● **WHAT YOU ARE ASKED TO DO**: What is the number of lines in the entries that contain the word "HarmonizeStage"? Answer with that figure alone.

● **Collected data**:
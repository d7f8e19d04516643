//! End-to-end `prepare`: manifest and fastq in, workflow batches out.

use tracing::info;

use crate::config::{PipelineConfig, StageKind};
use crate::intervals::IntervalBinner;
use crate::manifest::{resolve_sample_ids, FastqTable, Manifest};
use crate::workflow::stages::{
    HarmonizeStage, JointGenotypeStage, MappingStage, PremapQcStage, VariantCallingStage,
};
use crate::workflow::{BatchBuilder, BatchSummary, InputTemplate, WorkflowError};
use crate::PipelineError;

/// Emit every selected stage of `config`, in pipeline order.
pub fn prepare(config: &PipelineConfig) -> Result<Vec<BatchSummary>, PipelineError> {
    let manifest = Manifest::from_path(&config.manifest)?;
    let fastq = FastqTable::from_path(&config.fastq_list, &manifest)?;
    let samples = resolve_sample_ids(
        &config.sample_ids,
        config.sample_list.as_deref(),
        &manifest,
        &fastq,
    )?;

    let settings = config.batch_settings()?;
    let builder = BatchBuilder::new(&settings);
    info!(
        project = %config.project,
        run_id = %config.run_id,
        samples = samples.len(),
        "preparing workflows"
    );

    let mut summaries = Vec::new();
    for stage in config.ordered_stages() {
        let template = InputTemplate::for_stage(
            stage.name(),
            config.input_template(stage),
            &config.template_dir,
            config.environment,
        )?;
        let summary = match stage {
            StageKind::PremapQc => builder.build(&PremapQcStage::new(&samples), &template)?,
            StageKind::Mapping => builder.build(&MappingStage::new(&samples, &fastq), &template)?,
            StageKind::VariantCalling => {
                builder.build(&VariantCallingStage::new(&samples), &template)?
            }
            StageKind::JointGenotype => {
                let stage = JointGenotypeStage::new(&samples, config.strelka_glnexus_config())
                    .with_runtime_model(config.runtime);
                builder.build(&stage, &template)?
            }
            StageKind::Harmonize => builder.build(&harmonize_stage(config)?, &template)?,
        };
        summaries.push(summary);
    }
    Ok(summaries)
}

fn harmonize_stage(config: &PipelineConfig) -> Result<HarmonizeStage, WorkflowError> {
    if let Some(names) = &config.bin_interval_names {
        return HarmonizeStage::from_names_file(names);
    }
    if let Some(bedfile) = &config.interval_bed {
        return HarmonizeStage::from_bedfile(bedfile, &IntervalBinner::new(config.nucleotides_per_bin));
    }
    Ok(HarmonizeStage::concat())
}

---

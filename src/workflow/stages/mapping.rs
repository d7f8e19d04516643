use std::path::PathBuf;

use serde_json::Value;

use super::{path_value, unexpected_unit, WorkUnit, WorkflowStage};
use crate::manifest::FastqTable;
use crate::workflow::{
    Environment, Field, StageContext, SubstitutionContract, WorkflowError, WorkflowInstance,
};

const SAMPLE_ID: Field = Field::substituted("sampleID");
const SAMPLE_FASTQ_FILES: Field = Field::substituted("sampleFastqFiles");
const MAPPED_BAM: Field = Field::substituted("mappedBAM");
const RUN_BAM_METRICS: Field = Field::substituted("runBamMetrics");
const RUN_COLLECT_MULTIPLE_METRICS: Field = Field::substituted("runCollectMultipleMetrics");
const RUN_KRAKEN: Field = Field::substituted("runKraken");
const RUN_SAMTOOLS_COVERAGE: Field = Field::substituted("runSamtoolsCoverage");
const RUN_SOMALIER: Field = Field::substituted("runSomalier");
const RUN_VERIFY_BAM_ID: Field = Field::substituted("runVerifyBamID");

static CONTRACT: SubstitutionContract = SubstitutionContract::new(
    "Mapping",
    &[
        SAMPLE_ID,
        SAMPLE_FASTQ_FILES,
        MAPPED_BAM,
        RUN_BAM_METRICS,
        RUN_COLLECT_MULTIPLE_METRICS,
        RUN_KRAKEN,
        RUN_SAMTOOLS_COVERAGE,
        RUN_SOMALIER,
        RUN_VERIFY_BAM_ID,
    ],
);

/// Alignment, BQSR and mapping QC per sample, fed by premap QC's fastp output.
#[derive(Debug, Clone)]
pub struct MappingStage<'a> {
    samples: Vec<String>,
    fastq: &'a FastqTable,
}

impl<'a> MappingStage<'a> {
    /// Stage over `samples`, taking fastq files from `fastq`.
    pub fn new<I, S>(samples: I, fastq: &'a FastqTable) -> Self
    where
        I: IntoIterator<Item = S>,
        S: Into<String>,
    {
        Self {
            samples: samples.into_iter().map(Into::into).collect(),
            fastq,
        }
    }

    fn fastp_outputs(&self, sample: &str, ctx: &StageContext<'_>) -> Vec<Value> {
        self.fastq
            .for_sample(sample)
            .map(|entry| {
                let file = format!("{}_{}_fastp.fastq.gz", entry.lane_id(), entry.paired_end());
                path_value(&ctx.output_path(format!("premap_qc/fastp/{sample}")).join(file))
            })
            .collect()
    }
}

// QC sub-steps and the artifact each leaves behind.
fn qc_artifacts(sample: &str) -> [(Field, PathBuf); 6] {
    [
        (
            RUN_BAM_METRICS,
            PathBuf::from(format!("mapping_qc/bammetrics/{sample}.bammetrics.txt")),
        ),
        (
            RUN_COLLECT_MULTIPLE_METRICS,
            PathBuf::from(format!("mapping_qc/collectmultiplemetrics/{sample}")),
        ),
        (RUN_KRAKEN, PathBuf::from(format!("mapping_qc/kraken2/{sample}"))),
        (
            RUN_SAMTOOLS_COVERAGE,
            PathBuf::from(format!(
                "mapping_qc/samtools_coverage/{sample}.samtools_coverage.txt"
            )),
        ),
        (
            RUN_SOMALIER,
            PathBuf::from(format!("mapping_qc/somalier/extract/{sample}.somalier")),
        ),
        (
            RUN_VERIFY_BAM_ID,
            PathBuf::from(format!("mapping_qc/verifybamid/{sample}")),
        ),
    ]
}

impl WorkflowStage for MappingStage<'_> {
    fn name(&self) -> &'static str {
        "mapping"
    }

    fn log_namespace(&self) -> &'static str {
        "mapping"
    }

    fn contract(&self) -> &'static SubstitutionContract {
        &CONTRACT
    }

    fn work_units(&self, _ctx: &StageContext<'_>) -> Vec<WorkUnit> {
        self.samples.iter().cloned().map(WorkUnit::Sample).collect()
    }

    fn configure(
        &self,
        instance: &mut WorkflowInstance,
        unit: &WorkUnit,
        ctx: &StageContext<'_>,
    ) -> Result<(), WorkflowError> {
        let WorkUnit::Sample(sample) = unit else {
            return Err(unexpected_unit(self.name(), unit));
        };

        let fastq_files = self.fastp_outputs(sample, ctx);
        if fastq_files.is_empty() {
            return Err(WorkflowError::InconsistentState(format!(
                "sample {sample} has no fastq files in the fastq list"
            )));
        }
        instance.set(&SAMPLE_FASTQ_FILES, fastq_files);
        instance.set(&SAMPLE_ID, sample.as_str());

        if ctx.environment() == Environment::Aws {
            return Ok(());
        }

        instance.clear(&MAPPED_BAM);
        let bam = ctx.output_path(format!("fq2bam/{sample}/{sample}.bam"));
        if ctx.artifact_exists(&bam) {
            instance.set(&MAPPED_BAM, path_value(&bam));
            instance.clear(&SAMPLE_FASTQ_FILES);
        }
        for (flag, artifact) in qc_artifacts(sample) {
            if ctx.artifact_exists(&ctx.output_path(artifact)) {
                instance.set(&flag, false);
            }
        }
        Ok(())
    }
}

● **COMPLETED EXERCISE**: 5